Skip to content

Archives

Adrian Cockroft’s take on the AWS outage

  • Adrian Cockroft's take on the AWS outage

    "n my opinion the root cause of the recent AWS outage is their architectural decision to have everything depend on the same instance of DynamoDB, including operation of DynamoDB itself. This is a circular dependency, and the ability to observe and fix the failure as it happened also failed. The ability of customers to file service reports failed. So the engineers trying to figure out what was happening were completely blind. It took them an hour to figure out what had broken and another hour to fix it, then the pent up demand rushing in broke other key services for another 12 hours or so.

    If DNS had been misconfigured on a different non-critical service, I think it would have been obvious to detect and quick and easy to fix. However, anything going wrong that also takes out the ability to see it going wrong and fix it, is a liability.

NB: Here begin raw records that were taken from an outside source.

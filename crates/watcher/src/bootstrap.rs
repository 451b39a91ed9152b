//! Historical replay on startup.
//!
//! Selects a block range reaching ~5 rounds back on the hub, time-aligns the
//! range on every peripheral chain, replays the watched logs through the
//! dispatcher, and enqueues only the requests that are still in flight.

use crate::{dispatch::into_work_item, DetectedEvent, EventScanner, WatcherError};
use alloy_sol_types::SolCall;
use relayer_client::{EthClient, EthRpc, MultiChain};
use relayer_contracts::abi::calls::round_infoCall;
use relayer_primitives::{ChainEventStatus, ChainId, RequestId, VALIDATOR_HISTORY_LIMIT};
use relayer_tasks::{now_ms, EventQueue, RbcEvent, RoundUpEvent, WorkItem};
use std::{collections::HashMap, time::Duration};

/// How many rounds back the hub replay reaches.
pub const HUB_ROUND_LOOKBACK: u64 = 5;

/// The sleep between sync probes while the hub node is catching up.
const SYNC_POLL: Duration = Duration::from_secs(60);

/// The timestamp tolerance of the peripheral-height search, in seconds.
const TIMESTAMP_TOLERANCE_SEC: u64 = 30;

/// Conservative bias subtracted from the target timestamp off-hub.
const OFF_HUB_BIAS_SEC: u64 = 30;

/// What the bootstrap left behind.
#[derive(Debug, Clone, Copy, PartialEq, Eq)]
pub struct BootstrapOutcome {
    /// The hub's current validator round at bootstrap time.
    pub current_round: u128,
    /// The number of work items enqueued.
    pub enqueued: usize,
}

/// Replays historical logs into the queue and hands the scanners over to
/// steady-state scanning.
pub async fn bootstrap<T: EthRpc + 'static>(
    chains: &MultiChain<T>,
    scanners: &mut [EventScanner<T>],
    queue: &EventQueue,
) -> Result<BootstrapOutcome, WatcherError> {
    let hub = chains.hub();

    while hub.syncing().await? {
        tracing::info!(target: "relayer::bootstrap", "hub node is syncing, waiting");
        tokio::time::sleep(SYNC_POLL).await;
    }

    let returned = hub
        .call(hub.addresses().authority, round_infoCall {}.abi_encode().into())
        .await?;
    let info = round_infoCall::abi_decode_returns(&returned)?;
    let current_round = info.current_round_index;

    let hub_target =
        info.current_height.saturating_sub(HUB_ROUND_LOOKBACK * info.round_length).max(1);
    let hub_target_ts = hub.block(hub_target).await?.header.timestamp;
    tracing::info!(
        target: "relayer::bootstrap",
        current_round,
        hub_target,
        "replaying from ~{HUB_ROUND_LOOKBACK} rounds back"
    );

    let mut rbc_events = Vec::new();
    let mut roundups = Vec::new();

    for scanner in scanners.iter_mut() {
        let chain = scanner.chain();
        let Some(client) = chains.get(chain) else {
            tracing::warn!(target: "relayer::bootstrap", %chain, "scanner without client, skipping");
            continue;
        };

        let to = client.matured_height().await?;
        let from = if chain.is_hub() {
            hub_target.min(to)
        } else {
            let target_ts = hub_target_ts.saturating_sub(OFF_HUB_BIAS_SEC);
            find_height_by_timestamp(
                client,
                scanner.latest_scanned_height().max(1),
                to,
                target_ts,
            )
            .await?
        };

        let logs = scanner.scan_range(from, to).await?;
        tracing::debug!(target: "relayer::bootstrap", %chain, from, to, count = logs.len(), "replayed range");

        for log in logs {
            match into_work_item(&DetectedEvent { chain, log }, true) {
                Some(WorkItem::Rbc(event)) => rbc_events.push(event),
                Some(WorkItem::RoundUp(event)) => roundups.push(event),
                _ => {}
            }
        }

        scanner.set_latest_scanned_height(to + 1);
    }

    let hub_id = chains.network().hub();
    let now = now_ms();
    let mut enqueued = 0;

    for mut event in dedup_rbc_events(rbc_events, hub_id, current_round) {
        event.header.time_lock = now;
        queue.push(WorkItem::Rbc(event));
        enqueued += 1;
    }

    // only the newest committed rotation matters.
    if let Some(mut newest) = roundups.into_iter().max_by_key(|event| event.block_number) {
        newest.header.time_lock = now;
        queue.push(WorkItem::RoundUp(newest));
        enqueued += 1;
    }

    tracing::info!(target: "relayer::bootstrap", enqueued, "bootstrap complete");
    Ok(BootstrapOutcome { current_round, enqueued })
}

/// Binary-searches the height whose timestamp lies within 30s of `target_ts`.
async fn find_height_by_timestamp<T: EthRpc>(
    client: &EthClient<T>,
    mut front: u64,
    mut rear: u64,
    target_ts: u64,
) -> Result<u64, WatcherError> {
    loop {
        if front + 1 >= rear {
            return Ok(front);
        }
        let medium = front + (rear - front) / 2;
        let ts = client.block(medium).await?.header.timestamp;
        if ts.abs_diff(target_ts) < TIMESTAMP_TOLERANCE_SEC {
            return Ok(medium);
        }
        if ts < target_ts {
            front = medium;
        } else {
            rear = medium;
        }
    }
}

/// Collapses each request to its latest observed status and drops requests
/// that are finalized or too old for the hub's validator history.
fn dedup_rbc_events(
    events: Vec<RbcEvent>,
    hub: ChainId,
    current_round: u128,
) -> Vec<RbcEvent> {
    let mut groups: HashMap<RequestId, RbcEvent> = HashMap::new();
    for event in events {
        let id = event.request_id();
        match groups.entry(id) {
            std::collections::hash_map::Entry::Occupied(mut slot) => {
                if prefer(&event, slot.get(), hub) {
                    slot.insert(event);
                }
            }
            std::collections::hash_map::Entry::Vacant(slot) => {
                slot.insert(event);
            }
        }
    }

    let mut survivors: Vec<_> = groups
        .into_values()
        .filter(|event| {
            if event.status.is_final() {
                tracing::debug!(target: "relayer::bootstrap", id = %event.request_id(), "dropping finalized request");
                return false;
            }
            if event.round() + VALIDATOR_HISTORY_LIMIT < current_round {
                tracing::debug!(target: "relayer::bootstrap", id = %event.request_id(), round = event.round(), "dropping out-of-history request");
                return false;
            }
            true
        })
        .collect();
    survivors.sort_by_key(|event| event.request_id());
    survivors
}

/// Whether `candidate` carries a later status than `incumbent`: outbound
/// requests follow the commit-priority order, inbound requests the raw
/// status value.
fn prefer(candidate: &RbcEvent, incumbent: &RbcEvent, hub: ChainId) -> bool {
    if candidate.is_inbound(hub) {
        candidate.status as u8 > incumbent.status as u8
    } else {
        outbound_rank(candidate.status) < outbound_rank(incumbent.status)
    }
}

fn outbound_rank(status: ChainEventStatus) -> u8 {
    match status {
        ChainEventStatus::Committed => 0,
        ChainEventStatus::Rollbacked => 1,
        ChainEventStatus::Executed => 2,
        ChainEventStatus::Reverted => 3,
        ChainEventStatus::Accepted => 4,
        ChainEventStatus::Rejected => 5,
        ChainEventStatus::Requested => 6,
        ChainEventStatus::Failed => 7,
        // never emitted for requests; lowest priority.
        _ => u8::MAX,
    }
}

    To break the circular dependency, I think there needs to be a separate, internal only, set of services and data stores that the most critical AWS services use, and which are designed to come up without dependencies on public interfaces. Maybe an internal region, inside each public region, but with a simpler implementation that has few carefully managed dependencies. Otherwise, it’s just a matter of time until this happens again."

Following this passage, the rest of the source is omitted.